#### [What is needed]
The records follow. Filter them to the lines that hold "rollback".
*** The data Section Begins ***
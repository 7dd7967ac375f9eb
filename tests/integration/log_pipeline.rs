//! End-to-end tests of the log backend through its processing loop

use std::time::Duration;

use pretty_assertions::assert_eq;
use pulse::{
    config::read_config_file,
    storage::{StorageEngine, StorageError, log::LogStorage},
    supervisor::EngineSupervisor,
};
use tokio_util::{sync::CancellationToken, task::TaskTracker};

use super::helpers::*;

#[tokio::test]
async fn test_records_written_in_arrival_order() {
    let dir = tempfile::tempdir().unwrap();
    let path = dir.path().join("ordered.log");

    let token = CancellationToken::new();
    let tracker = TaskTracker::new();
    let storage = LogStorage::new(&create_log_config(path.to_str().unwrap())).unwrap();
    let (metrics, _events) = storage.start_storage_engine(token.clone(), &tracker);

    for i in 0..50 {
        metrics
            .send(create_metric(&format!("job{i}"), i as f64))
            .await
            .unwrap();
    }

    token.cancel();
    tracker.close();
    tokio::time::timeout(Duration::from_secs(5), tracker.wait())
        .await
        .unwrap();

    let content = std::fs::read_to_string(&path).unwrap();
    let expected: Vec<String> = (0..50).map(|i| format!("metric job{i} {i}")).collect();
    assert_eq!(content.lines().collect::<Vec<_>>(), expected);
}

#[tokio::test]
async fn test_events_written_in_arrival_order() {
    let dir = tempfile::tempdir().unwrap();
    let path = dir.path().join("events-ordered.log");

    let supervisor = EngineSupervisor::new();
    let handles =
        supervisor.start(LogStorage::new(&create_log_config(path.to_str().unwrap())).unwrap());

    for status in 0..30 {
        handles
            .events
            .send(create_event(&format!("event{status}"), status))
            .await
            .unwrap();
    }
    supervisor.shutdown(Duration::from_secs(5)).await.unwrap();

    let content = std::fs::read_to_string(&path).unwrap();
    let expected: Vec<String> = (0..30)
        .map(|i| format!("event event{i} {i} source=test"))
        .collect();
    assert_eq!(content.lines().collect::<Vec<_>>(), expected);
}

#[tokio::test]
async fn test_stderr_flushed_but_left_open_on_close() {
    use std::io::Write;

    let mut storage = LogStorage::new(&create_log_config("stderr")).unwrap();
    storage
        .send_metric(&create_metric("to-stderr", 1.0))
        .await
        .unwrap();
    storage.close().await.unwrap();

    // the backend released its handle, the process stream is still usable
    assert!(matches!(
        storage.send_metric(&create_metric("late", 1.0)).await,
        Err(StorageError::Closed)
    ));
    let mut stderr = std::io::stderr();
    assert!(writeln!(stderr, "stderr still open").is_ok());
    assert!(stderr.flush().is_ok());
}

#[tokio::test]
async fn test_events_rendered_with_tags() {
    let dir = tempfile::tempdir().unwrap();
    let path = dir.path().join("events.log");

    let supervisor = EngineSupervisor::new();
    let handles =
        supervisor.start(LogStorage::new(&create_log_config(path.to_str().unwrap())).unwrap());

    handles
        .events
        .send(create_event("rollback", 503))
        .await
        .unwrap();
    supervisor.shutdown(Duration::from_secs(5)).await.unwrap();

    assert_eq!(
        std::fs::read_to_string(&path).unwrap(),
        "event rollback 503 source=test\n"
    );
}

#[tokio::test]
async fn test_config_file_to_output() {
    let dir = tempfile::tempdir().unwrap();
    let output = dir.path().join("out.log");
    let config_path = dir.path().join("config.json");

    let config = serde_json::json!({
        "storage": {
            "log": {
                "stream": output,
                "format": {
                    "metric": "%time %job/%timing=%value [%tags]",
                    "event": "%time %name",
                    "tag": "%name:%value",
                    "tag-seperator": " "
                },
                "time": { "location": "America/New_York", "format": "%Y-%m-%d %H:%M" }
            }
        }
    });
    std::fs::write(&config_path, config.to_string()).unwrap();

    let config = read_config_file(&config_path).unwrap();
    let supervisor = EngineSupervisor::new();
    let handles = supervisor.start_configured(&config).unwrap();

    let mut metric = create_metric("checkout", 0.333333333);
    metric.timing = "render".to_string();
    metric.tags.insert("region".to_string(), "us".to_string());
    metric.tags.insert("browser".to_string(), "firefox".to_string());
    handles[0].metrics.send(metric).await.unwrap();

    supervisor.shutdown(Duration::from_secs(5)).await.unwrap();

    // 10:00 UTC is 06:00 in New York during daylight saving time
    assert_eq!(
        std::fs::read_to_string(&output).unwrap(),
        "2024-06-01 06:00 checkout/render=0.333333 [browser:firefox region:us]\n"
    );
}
*** The data Section Ends ***
*** The data Section Begins ***
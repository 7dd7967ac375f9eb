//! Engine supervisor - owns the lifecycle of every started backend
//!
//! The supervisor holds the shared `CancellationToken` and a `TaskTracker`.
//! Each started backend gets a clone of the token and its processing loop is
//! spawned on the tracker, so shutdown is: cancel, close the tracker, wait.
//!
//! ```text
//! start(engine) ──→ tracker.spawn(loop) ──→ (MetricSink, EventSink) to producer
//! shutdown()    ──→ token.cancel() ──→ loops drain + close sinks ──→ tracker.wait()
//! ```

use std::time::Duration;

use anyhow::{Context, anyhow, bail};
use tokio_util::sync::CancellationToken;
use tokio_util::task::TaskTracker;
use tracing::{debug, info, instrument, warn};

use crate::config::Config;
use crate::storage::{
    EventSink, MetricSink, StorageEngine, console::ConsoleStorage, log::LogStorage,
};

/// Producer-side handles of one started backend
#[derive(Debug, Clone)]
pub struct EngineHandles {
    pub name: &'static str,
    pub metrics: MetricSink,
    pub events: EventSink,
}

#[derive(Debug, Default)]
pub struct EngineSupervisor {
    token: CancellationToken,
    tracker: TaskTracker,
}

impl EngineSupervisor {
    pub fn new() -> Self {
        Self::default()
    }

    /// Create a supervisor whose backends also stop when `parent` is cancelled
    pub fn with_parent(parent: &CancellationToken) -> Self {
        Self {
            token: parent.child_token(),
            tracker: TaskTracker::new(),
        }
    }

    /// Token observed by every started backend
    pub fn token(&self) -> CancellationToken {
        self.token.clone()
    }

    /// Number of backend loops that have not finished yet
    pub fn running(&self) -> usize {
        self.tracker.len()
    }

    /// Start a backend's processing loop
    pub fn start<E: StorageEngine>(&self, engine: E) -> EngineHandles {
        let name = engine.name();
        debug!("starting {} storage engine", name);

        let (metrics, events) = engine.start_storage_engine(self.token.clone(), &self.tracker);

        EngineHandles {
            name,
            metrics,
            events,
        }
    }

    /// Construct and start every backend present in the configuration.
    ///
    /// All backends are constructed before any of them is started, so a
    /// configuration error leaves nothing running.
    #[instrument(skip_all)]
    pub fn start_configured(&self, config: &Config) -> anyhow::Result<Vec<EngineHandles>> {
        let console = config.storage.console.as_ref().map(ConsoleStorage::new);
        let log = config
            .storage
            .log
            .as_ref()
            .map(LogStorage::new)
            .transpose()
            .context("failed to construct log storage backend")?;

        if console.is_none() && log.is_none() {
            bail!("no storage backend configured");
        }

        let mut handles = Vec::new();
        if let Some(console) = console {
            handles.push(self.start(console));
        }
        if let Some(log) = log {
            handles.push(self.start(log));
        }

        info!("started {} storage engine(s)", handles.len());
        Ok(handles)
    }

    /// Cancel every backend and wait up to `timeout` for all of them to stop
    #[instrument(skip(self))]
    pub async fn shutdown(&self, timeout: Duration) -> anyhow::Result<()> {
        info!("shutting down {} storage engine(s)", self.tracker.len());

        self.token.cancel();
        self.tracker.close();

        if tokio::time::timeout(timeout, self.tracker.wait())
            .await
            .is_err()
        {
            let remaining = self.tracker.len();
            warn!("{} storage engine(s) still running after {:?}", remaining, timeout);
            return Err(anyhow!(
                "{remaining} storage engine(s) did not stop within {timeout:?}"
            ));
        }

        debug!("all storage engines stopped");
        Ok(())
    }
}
*** The data Section Ends ***
*** The data Section Begins ***
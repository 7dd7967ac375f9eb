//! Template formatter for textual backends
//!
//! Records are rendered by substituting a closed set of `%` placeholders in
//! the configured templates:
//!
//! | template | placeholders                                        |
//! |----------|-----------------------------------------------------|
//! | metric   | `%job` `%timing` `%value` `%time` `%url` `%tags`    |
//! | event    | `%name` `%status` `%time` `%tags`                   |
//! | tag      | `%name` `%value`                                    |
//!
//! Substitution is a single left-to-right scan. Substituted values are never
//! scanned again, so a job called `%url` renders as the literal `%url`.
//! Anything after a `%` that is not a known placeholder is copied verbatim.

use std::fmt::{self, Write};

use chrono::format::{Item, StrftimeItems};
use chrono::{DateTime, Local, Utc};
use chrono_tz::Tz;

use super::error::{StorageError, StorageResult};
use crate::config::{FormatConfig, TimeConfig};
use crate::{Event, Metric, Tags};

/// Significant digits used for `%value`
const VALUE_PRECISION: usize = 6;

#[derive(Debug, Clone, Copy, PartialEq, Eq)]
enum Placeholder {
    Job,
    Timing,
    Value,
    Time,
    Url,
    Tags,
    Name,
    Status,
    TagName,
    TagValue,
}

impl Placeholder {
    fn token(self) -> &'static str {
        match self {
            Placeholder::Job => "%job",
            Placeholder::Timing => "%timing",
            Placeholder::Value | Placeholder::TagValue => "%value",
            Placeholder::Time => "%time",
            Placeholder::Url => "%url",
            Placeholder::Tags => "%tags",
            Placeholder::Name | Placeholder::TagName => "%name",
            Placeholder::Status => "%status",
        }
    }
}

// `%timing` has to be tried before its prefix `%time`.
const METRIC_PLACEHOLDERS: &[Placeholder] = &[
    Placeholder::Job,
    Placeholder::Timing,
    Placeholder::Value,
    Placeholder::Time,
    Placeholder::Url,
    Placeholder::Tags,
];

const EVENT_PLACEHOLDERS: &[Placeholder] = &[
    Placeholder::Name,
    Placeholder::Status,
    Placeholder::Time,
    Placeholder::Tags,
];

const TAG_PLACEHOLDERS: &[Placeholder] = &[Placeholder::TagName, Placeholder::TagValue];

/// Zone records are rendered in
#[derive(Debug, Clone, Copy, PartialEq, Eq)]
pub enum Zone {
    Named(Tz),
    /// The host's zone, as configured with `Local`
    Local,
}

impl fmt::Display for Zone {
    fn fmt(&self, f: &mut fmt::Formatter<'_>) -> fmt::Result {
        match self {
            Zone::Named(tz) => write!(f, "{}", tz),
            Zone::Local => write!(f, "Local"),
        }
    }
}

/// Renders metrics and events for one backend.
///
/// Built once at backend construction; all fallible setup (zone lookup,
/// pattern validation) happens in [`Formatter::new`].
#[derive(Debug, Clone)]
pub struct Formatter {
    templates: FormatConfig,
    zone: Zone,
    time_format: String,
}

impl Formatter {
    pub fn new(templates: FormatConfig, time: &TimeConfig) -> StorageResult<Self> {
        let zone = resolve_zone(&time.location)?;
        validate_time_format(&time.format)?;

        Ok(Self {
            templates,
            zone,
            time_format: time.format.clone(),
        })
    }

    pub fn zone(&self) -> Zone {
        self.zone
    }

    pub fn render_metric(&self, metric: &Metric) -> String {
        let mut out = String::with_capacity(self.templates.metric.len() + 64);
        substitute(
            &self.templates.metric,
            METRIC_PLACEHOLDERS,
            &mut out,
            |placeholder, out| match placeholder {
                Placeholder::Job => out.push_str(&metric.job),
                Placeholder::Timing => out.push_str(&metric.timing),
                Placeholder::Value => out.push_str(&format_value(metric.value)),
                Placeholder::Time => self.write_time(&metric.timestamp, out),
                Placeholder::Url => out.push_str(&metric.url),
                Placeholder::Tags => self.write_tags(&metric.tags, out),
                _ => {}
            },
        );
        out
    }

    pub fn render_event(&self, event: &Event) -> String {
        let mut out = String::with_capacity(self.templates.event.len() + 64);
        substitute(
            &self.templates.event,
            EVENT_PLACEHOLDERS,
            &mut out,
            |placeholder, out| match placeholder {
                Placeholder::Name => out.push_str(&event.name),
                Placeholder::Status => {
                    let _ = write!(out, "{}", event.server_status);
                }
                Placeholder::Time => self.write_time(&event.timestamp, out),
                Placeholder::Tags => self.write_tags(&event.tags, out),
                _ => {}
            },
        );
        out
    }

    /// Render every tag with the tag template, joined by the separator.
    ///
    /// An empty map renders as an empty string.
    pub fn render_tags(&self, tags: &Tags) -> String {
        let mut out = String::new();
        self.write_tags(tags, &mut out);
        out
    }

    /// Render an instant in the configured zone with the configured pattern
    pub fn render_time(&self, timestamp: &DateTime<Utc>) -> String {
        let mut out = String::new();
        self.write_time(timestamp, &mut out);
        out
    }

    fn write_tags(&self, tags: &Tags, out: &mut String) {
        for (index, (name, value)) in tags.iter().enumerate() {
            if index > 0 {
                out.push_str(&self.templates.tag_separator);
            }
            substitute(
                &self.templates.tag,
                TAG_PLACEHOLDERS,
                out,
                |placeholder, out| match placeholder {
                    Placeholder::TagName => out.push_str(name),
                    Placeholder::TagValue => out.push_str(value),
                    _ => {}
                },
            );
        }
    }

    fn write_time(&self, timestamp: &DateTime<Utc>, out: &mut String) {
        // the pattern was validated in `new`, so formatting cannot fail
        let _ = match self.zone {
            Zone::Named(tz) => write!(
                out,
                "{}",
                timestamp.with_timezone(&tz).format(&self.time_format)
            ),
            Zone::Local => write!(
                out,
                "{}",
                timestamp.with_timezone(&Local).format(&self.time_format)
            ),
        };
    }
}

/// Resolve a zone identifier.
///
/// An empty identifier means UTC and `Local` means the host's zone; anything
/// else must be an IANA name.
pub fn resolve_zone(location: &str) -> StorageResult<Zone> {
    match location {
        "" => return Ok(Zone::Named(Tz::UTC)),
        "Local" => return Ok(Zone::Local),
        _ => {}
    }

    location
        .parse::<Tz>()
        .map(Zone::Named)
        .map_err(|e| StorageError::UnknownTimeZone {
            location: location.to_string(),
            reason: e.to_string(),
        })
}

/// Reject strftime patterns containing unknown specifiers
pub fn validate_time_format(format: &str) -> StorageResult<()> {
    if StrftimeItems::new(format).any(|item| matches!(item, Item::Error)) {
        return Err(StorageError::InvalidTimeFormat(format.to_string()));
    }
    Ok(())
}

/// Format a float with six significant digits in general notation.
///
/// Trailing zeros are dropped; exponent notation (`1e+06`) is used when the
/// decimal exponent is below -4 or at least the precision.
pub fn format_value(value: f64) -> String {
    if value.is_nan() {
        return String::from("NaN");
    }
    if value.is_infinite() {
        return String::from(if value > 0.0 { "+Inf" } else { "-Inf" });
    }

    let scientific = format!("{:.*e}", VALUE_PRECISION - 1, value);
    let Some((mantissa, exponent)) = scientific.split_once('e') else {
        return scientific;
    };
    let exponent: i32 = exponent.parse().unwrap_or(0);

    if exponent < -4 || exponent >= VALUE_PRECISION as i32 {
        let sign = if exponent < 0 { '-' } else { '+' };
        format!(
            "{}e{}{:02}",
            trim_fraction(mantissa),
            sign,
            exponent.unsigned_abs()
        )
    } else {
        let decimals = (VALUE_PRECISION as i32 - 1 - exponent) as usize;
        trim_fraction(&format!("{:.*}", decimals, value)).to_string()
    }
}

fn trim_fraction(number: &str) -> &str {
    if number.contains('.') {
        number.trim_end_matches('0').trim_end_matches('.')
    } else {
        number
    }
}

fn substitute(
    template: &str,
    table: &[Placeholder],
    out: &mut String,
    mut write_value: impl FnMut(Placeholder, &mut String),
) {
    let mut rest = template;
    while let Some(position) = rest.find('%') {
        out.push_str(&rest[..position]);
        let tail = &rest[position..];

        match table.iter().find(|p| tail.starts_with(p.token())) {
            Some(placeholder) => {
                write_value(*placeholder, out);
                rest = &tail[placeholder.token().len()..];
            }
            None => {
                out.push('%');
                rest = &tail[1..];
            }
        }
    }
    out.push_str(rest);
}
*** The data Section Ends ***
#### [Output for this exercise]
        .send(create_event("rollback", 503))
        "event rollback 503 source=test\n"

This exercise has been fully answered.